*** Opening Records provided ***

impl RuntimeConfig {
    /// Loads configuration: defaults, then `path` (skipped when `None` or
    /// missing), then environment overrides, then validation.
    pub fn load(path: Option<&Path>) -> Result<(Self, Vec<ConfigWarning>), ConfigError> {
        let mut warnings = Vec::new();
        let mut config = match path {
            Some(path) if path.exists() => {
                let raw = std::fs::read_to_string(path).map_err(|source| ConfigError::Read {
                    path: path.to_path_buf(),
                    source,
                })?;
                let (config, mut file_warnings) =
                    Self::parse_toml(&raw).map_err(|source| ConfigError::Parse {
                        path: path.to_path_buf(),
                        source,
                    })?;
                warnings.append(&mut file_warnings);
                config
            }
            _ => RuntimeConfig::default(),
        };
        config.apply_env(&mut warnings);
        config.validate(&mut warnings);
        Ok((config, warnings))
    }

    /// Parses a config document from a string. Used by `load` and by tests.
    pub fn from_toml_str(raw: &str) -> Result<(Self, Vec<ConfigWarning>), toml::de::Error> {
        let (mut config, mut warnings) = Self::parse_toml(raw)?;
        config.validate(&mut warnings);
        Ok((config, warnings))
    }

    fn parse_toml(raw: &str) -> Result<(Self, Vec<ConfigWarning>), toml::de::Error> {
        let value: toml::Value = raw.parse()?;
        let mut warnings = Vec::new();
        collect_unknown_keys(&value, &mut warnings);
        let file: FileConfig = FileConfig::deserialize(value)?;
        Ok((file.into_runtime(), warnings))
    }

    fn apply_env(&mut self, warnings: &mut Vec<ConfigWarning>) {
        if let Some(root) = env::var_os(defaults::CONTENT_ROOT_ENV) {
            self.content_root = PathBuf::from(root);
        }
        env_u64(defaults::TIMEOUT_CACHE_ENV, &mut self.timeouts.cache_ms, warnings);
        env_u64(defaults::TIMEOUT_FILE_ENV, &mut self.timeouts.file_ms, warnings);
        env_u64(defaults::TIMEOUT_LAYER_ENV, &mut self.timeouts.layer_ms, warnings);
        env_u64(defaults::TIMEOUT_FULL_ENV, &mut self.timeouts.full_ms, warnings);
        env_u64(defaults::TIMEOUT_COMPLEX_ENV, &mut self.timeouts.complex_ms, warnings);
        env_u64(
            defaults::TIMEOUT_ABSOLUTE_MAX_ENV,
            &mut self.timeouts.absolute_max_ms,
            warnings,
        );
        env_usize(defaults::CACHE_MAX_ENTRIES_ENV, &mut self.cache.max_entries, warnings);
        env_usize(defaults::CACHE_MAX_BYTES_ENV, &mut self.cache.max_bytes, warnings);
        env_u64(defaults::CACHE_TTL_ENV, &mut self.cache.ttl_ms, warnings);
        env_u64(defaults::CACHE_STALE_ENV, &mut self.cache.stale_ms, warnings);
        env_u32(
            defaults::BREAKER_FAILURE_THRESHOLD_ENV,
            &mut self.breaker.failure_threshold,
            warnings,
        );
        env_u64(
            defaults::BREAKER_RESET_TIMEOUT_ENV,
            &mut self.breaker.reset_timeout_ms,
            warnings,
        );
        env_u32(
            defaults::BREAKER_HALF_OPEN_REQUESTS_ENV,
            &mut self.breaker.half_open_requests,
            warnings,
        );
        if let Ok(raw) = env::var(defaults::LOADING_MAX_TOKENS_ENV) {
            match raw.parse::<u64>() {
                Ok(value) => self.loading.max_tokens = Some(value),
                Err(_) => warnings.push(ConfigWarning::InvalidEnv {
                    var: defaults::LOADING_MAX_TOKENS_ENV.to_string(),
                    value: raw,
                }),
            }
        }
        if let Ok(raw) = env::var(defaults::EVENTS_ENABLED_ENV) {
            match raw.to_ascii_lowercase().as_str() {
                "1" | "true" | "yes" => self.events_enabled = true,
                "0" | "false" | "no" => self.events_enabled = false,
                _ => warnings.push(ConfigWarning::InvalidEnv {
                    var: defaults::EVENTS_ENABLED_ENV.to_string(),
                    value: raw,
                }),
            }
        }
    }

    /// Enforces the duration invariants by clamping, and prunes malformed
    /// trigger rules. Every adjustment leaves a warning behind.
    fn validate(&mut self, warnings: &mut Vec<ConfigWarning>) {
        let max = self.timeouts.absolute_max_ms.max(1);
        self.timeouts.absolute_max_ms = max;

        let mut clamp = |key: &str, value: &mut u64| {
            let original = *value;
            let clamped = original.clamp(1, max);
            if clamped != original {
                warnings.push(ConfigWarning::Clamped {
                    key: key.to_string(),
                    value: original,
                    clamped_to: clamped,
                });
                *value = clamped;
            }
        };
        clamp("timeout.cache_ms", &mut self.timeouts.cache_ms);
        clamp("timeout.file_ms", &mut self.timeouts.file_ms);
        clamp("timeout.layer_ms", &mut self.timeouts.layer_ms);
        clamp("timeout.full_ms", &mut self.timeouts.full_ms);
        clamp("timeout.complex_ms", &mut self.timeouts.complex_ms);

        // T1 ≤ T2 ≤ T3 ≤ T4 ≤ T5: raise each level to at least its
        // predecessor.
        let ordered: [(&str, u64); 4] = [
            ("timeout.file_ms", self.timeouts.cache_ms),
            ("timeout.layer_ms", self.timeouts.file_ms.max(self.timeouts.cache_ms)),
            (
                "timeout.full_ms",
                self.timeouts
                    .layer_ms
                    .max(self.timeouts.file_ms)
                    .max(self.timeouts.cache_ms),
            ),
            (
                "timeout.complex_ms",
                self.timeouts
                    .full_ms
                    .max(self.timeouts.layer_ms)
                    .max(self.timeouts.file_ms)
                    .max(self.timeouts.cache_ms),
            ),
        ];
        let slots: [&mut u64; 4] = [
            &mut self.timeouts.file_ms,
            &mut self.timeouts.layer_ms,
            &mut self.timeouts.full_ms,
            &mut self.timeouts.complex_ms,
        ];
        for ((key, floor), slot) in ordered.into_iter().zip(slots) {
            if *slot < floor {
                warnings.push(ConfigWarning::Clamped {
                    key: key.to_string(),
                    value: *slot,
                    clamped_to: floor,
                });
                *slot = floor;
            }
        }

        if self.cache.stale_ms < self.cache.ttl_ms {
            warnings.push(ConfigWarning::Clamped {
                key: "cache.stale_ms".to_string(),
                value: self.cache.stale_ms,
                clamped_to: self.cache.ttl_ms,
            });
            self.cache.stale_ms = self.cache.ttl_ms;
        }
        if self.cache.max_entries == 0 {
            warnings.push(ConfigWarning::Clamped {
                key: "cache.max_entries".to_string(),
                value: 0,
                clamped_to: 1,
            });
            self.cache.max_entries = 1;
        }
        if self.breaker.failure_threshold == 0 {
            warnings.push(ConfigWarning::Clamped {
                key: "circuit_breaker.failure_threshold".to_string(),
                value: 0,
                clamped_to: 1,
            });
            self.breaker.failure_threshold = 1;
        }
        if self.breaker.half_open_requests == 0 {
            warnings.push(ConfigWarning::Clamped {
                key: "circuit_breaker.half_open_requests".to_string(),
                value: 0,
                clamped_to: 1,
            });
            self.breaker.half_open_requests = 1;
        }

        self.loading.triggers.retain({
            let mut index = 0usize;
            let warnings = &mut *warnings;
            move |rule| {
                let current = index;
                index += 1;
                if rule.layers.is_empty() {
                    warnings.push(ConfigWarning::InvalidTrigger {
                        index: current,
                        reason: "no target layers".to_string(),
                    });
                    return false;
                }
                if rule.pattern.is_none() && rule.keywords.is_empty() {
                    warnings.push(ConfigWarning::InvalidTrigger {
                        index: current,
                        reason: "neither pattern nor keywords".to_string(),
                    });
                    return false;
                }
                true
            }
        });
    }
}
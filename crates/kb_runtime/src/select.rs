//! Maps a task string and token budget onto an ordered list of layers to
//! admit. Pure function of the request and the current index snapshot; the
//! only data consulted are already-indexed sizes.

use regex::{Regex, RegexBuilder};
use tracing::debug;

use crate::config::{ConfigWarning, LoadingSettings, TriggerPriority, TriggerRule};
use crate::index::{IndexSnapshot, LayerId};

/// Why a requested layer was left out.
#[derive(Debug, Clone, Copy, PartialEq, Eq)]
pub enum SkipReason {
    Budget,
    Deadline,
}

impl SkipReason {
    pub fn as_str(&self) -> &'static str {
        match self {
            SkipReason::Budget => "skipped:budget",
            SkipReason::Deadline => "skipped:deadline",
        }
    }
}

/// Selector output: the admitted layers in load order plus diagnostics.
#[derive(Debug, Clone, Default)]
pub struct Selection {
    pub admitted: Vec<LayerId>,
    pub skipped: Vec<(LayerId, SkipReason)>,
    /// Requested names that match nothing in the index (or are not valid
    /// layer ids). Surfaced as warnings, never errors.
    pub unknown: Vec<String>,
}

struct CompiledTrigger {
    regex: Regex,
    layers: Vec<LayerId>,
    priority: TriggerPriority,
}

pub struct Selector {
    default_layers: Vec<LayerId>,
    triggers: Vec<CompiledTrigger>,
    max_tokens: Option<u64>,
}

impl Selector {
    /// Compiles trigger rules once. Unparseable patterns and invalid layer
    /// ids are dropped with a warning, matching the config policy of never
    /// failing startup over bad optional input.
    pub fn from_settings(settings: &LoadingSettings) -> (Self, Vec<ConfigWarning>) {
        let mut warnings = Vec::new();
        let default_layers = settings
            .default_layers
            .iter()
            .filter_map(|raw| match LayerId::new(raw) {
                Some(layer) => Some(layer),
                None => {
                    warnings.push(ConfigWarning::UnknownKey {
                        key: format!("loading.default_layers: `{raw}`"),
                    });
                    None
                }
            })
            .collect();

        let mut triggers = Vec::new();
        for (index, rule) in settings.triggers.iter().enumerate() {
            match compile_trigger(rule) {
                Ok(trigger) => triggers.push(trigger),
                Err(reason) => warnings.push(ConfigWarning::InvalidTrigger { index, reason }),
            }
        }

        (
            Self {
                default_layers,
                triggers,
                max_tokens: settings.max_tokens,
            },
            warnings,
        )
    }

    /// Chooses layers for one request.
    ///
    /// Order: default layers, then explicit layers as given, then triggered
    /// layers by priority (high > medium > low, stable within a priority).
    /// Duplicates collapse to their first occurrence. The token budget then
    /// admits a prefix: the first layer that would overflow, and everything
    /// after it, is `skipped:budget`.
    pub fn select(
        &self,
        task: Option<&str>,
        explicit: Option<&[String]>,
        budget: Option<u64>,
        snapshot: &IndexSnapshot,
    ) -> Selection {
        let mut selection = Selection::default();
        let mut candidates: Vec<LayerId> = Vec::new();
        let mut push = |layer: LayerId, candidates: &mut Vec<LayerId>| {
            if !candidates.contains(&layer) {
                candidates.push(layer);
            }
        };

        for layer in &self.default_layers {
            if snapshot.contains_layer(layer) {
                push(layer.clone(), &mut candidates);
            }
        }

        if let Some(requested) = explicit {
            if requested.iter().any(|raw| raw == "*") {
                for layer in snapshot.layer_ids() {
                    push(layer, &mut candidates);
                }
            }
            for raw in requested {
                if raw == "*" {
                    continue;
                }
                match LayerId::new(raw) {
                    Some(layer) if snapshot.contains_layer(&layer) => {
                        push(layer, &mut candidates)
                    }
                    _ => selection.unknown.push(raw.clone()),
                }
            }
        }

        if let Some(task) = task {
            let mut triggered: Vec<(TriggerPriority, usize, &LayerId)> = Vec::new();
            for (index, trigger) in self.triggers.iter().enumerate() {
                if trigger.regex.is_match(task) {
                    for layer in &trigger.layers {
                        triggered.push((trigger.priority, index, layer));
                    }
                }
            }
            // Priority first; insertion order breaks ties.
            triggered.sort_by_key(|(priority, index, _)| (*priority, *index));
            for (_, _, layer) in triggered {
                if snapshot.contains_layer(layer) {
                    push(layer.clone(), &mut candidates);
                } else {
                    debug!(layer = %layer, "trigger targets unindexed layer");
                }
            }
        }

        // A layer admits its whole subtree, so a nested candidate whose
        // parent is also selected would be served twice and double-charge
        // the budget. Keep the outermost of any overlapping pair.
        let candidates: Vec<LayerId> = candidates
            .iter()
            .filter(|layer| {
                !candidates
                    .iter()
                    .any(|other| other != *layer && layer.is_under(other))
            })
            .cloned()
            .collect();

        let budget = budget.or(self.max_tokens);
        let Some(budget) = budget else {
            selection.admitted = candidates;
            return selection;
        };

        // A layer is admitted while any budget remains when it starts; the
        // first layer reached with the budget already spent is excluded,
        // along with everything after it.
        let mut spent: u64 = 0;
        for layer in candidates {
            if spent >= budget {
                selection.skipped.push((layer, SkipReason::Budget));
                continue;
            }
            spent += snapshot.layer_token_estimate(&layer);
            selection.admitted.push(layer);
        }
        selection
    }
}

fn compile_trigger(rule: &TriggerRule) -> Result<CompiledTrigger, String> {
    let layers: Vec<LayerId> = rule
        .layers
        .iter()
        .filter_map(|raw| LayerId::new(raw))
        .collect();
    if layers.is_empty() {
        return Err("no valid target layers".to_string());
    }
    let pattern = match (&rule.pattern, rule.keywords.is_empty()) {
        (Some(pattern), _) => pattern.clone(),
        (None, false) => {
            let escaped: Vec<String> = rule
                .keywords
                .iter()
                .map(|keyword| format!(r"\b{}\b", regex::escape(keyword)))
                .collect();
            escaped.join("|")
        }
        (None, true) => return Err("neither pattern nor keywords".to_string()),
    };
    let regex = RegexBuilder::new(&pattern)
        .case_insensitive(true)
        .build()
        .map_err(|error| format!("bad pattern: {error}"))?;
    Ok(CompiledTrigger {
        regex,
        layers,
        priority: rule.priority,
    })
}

*** Closing Records provided ***

[Problem to work on]
Among the records above, extract exactly the lines from the line with "bad optional input." to the line with "overflow, and everything", both lines included, and leave out the rest.

[Result]
    /// failing startup over bad optional input.
    pub fn from_settings(settings: &LoadingSettings) -> (Self, Vec<ConfigWarning>) {
        let mut warnings = Vec::new();
        let default_layers = settings
            .default_layers
            .iter()
            .filter_map(|raw| match LayerId::new(raw) {
                Some(layer) => Some(layer),
                None => {
                    warnings.push(ConfigWarning::UnknownKey {
                        key: format!("loading.default_layers: `{raw}`"),
                    });
                    None
                }
            })
            .collect();

        let mut triggers = Vec::new();
        for (index, rule) in settings.triggers.iter().enumerate() {
            match compile_trigger(rule) {
                Ok(trigger) => triggers.push(trigger),
                Err(reason) => warnings.push(ConfigWarning::InvalidTrigger { index, reason }),
            }
        }

        (
            Self {
                default_layers,
                triggers,
                max_tokens: settings.max_tokens,
            },
            warnings,
        )
    }

    /// Chooses layers for one request.
    ///
    /// Order: default layers, then explicit layers as given, then triggered
    /// layers by priority (high > medium > low, stable within a priority).
    /// Duplicates collapse to their first occurrence. The token budget then
    /// admits a prefix: the first layer that would overflow, and everything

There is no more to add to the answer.